DIRECTIONS | Check each line of the records for "sibling"; collect those that have it.

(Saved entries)
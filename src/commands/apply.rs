//! `watchtree apply`: replay a batch of monitor updates against a tree.

use std::path::Path;
use std::sync::{Arc, Mutex};

use anyhow::{Context, Result};
use colored::Colorize;

use crate::config::load_updates_file;
use crate::models::constants::ROOT_IDENTIFIER;
use crate::models::criteria::Criteria;
use crate::models::event::Event;

use super::tree::{build_tree_display, status_indicator};

pub fn execute(tree_path: &Path, updates_path: &Path, log_level: Option<&str>) -> Result<()> {
    let mut manager = super::load_and_build(tree_path, log_level)?;
    let updates = load_updates_file(updates_path)?;

    let seen: Arc<Mutex<Vec<Event>>> = Arc::new(Mutex::new(Vec::new()));
    let sink = Arc::clone(&seen);
    manager.create_subscription(
        ROOT_IDENTIFIER,
        None,
        Criteria::new(),
        Criteria::new(),
        Arc::new(move |event: &Event| {
            if let Ok(mut events) = sink.lock() {
                events.push(event.clone());
            }
        }),
    )?;

    manager
        .update_nodes(updates)
        .with_context(|| format!("Failed to apply {}", updates_path.display()))?;

    println!();
    println!("Events:");
    println!("=======");
    let events = seen.lock().map(|events| events.clone()).unwrap_or_default();
    if events.is_empty() {
        println!("(none)");
    }
    for event in &events {
        println!("{}", format_event(event));
    }

    println!();
    println!("{}", build_tree_display(&manager));
    Ok(())
}

/// One event per line: time, type, source and the status it entered, if any.
pub fn format_event(event: &Event) -> String {
    let source = event.source().unwrap_or("-");
    let mut line = format!(
        "{} {:<14} {}",
        event.time.format("%H:%M:%S"),
        event.event_type(),
        source.bold()
    );
    if let Some(node) = &event.node {
        line.push_str(&format!(" {}", status_indicator(node.status)));
    }
    if !event.payload.is_null() && event.payload != serde_json::json!({}) {
        line.push_str(&format!(" {}", event.payload.to_string().dimmed()));
    }
    line
}
mod common;

use std::collections::BTreeSet;

use serde_json::json;
use verso::{Order, TemporalKey, VersoError, DEFAULT_KEYSPACE, MASTER_BRANCH};

use common::open_db;

/// master: a=1 at 1, b=1 at 2.
fn seeded() -> verso::Verso {
    let db = open_db();
    let mut tx = db.tx().unwrap();
    tx.put(DEFAULT_KEYSPACE, "a", 1).unwrap();
    tx.commit().unwrap();
    tx.put(DEFAULT_KEYSPACE, "b", 1).unwrap();
    tx.commit().unwrap();
    db
}

fn names(items: &[&str]) -> BTreeSet<String> {
    items.iter().map(|s| s.to_string()).collect()
}

#[test]
fn branch_inherits_origin_up_to_branching_timestamp() {
    let db = seeded();
    let feature = db.branch_manager().create_branch("feature").unwrap();
    assert_eq!(feature.branching_timestamp(), 2);
    assert_eq!(feature.parent_name(), Some(MASTER_BRANCH));
    assert_eq!(feature.now().unwrap(), 2);

    let mut on_feature = db.tx_on("feature").unwrap();
    assert_eq!(on_feature.get(DEFAULT_KEYSPACE, "a").unwrap(), Some(json!(1)));
    on_feature.put(DEFAULT_KEYSPACE, "a", 2).unwrap();
    assert_eq!(on_feature.commit().unwrap(), Some(3));

    let mut on_master = db.tx().unwrap();
    on_master.put(DEFAULT_KEYSPACE, "b", 2).unwrap();
    assert_eq!(on_master.commit().unwrap(), Some(3));

    // Each side sees only its own changes after the split.
    let feature_now = db.tx_on("feature").unwrap();
    assert_eq!(feature_now.get(DEFAULT_KEYSPACE, "a").unwrap(), Some(json!(2)));
    assert_eq!(feature_now.get(DEFAULT_KEYSPACE, "b").unwrap(), Some(json!(1)));
    let master_now = db.tx().unwrap();
    assert_eq!(master_now.get(DEFAULT_KEYSPACE, "a").unwrap(), Some(json!(1)));
    assert_eq!(master_now.get(DEFAULT_KEYSPACE, "b").unwrap(), Some(json!(2)));

    assert_eq!(
        feature_now.history(DEFAULT_KEYSPACE, "a", Order::Ascending).unwrap(),
        vec![1, 3]
    );
    assert_eq!(
        feature_now.history(DEFAULT_KEYSPACE, "a", Order::Descending).unwrap(),
        vec![3, 1]
    );
    assert_eq!(
        feature_now.history(DEFAULT_KEYSPACE, "b", Order::Ascending).unwrap(),
        vec![2]
    );
}

#[test]
fn inherited_value_stays_valid_until_a_local_write() {
    let db = seeded();
    db.branch_manager().create_branch("feature").unwrap();
    let mut on_master = db.tx().unwrap();
    on_master.put(DEFAULT_KEYSPACE, "b", 2).unwrap();
    on_master.commit().unwrap();

    let result = db
        .tx_on("feature")
        .unwrap()
        .get_with_period(DEFAULT_KEYSPACE, "b")
        .unwrap();
    assert_eq!(result.value(), Some(&json!(1)));
    assert_eq!(result.period().lower(), 2);
    assert!(result.period().is_open_ended());
}

#[test]
fn branch_from_the_past_ignores_later_origin_commits() {
    let db = seeded();
    let past = db
        .branch_manager()
        .create_branch_from(MASTER_BRANCH, "past", 1)
        .unwrap();
    assert_eq!(past.now().unwrap(), 1);

    let tx = db.tx_on("past").unwrap();
    assert_eq!(tx.get(DEFAULT_KEYSPACE, "a").unwrap(), Some(json!(1)));
    assert_eq!(tx.get(DEFAULT_KEYSPACE, "b").unwrap(), None);
    assert_eq!(tx.key_set(DEFAULT_KEYSPACE).unwrap(), names(&["a"]));
    assert_eq!(tx.commit_timestamps_between(0, 10, Order::Ascending).unwrap(), vec![1]);
}

#[test]
fn nested_branches_delegate_through_every_ancestor() {
    let db = seeded();
    let manager = db.branch_manager();
    manager.create_branch("feature").unwrap();
    let mut tx = db.tx_on("feature").unwrap();
    tx.put(DEFAULT_KEYSPACE, "c", "feature").unwrap();
    tx.commit_with_metadata("on feature").unwrap();

    manager.create_branch_from("feature", "child", 3).unwrap();
    let mut child = db.tx_on("child").unwrap();
    assert_eq!(child.get(DEFAULT_KEYSPACE, "a").unwrap(), Some(json!(1)));
    assert_eq!(child.get(DEFAULT_KEYSPACE, "c").unwrap(), Some(json!("feature")));
    assert_eq!(child.key_set(DEFAULT_KEYSPACE).unwrap(), names(&["a", "b", "c"]));
    assert_eq!(child.commit_metadata(3).unwrap(), Some(json!("on feature")));

    child.remove(DEFAULT_KEYSPACE, "a").unwrap();
    let t = child.commit().unwrap().unwrap();
    assert_eq!(t, 4);
    assert_eq!(child.key_set(DEFAULT_KEYSPACE).unwrap(), names(&["b", "c"]));
    assert_eq!(
        child.commit_timestamps_between(0, t, Order::Ascending).unwrap(),
        vec![1, 2, 3, 4]
    );
    assert_eq!(
        child.changed_keys_at_commit(3, DEFAULT_KEYSPACE).unwrap(),
        names(&["c"])
    );
    assert_eq!(
        db.tx_on("feature").unwrap().key_set(DEFAULT_KEYSPACE).unwrap(),
        names(&["a", "b", "c"])
    );

    let children: Vec<String> = manager
        .child_branches("feature")
        .unwrap()
        .iter()
        .map(|b| b.name().to_string())
        .collect();
    assert_eq!(children, vec!["child".to_string()]);
}

#[test]
fn keyspace_created_on_branch_is_local() {
    let db = seeded();
    db.branch_manager().create_branch("feature").unwrap();
    let mut tx = db.tx_on("feature").unwrap();
    tx.put("scratch", "x", true).unwrap();
    tx.commit().unwrap();

    assert_eq!(
        db.tx_on("feature").unwrap().keyspaces().unwrap(),
        names(&[DEFAULT_KEYSPACE, "scratch"])
    );
    assert_eq!(db.tx().unwrap().keyspaces().unwrap(), names(&[DEFAULT_KEYSPACE]));
}

#[test]
fn invalid_branch_requests_are_rejected() {
    let db = seeded();
    let manager = db.branch_manager();
    manager.create_branch("feature").unwrap();

    assert!(matches!(
        manager.create_branch("feature"),
        Err(VersoError::BranchAlreadyExists(_))
    ));
    assert!(matches!(
        manager.create_branch_from("ghost", "x", 0),
        Err(VersoError::BranchNotFound(_))
    ));
    assert!(matches!(
        manager.create_branch_from(MASTER_BRANCH, "future", 99),
        Err(VersoError::InvalidArgument(_))
    ));
    assert!(matches!(manager.create_branch(" "), Err(VersoError::InvalidArgument(_))));
    assert!(matches!(
        manager.delete_branch_recursively(MASTER_BRANCH),
        Err(VersoError::InvalidArgument(_))
    ));
    assert!(matches!(
        manager.delete_branch_recursively("ghost"),
        Err(VersoError::BranchNotFound(_))
    ));
}

#[test]
fn recursive_deletion_removes_descendants_first() {
    let db = seeded();
    let manager = db.branch_manager();
    manager.create_branch("feature").unwrap();
    manager.create_branch_from("feature", "child", 2).unwrap();
    manager.create_branch_from("child", "grandchild", 2).unwrap();
    manager.create_branch("sibling").unwrap();

    let stale = db.tx_on("grandchild").unwrap();
    let deleted = manager.delete_branch_recursively("feature").unwrap();
    assert_eq!(deleted, vec!["grandchild", "child", "feature"]);
    assert_eq!(manager.branch_names(), names(&[MASTER_BRANCH, "sibling"]));
    assert!(!manager.exists("child"));

    assert!(matches!(
        stale.get(DEFAULT_KEYSPACE, "a"),
        Err(VersoError::BranchDeleted(_))
    ));
    assert!(stale.branch().is_deleted());
    assert!(matches!(db.tx_on("feature"), Err(VersoError::BranchNotFound(_))));

    // The name can be reused and starts from scratch.
    manager.create_branch("feature").unwrap();
    assert_eq!(
        db.tx_on("feature").unwrap().get(DEFAULT_KEYSPACE, "a").unwrap(),
        Some(json!(1))
    );
}

#[test]
fn head_statistics_compare_history_to_live_keys() {
    let db = seeded();
    let mut tx = db.tx().unwrap();
    tx.put(DEFAULT_KEYSPACE, "a", 2).unwrap();
    tx.commit().unwrap();
    tx.remove(DEFAULT_KEYSPACE, "b").unwrap();
    tx.commit().unwrap();

    let stats = db.branch_manager().master().unwrap().head_statistics().unwrap();
    assert_eq!(stats.total_entries, 4);
    assert_eq!(stats.entries_in_head, 1);
    assert!((stats.head_history_ratio() - 0.25).abs() < f64::EPSILON);
}

#[test]
fn ranges_straddling_the_branch_point_keep_their_order() {
    let db = seeded();
    db.branch_manager().create_branch("feature").unwrap();
    let mut tx = db.tx_on("feature").unwrap();
    tx.put(DEFAULT_KEYSPACE, "a", 2).unwrap();
    tx.commit().unwrap();
    tx.put(DEFAULT_KEYSPACE, "c", 1).unwrap();
    tx.commit().unwrap();

    let feature = db.tx_on("feature").unwrap();
    // Origin versions come first: they are all older than local ones.
    assert_eq!(
        feature.modifications_between(DEFAULT_KEYSPACE, 1, 4).unwrap(),
        vec![
            TemporalKey::new(1, DEFAULT_KEYSPACE, "a"),
            TemporalKey::new(2, DEFAULT_KEYSPACE, "b"),
            TemporalKey::new(3, DEFAULT_KEYSPACE, "a"),
            TemporalKey::new(4, DEFAULT_KEYSPACE, "c"),
        ]
    );
    assert_eq!(
        feature.modifications_between(DEFAULT_KEYSPACE, 2, 3).unwrap(),
        vec![
            TemporalKey::new(2, DEFAULT_KEYSPACE, "b"),
            TemporalKey::new(3, DEFAULT_KEYSPACE, "a"),
        ]
    );
    assert_eq!(
        feature.commit_timestamps_between(0, 4, Order::Descending).unwrap(),
        vec![4, 3, 2, 1]
    );
    assert_eq!(
        feature.commit_timestamps_between(2, 3, Order::Descending).unwrap(),
        vec![3, 2]
    );
    assert_eq!(
        feature.commit_timestamps_between(0, 4, Order::Ascending).unwrap(),
        vec![1, 2, 3, 4]
    );
}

WRITTEN SOLUTION |
    manager.create_branch("sibling").unwrap();
    assert_eq!(manager.branch_names(), names(&[MASTER_BRANCH, "sibling"]));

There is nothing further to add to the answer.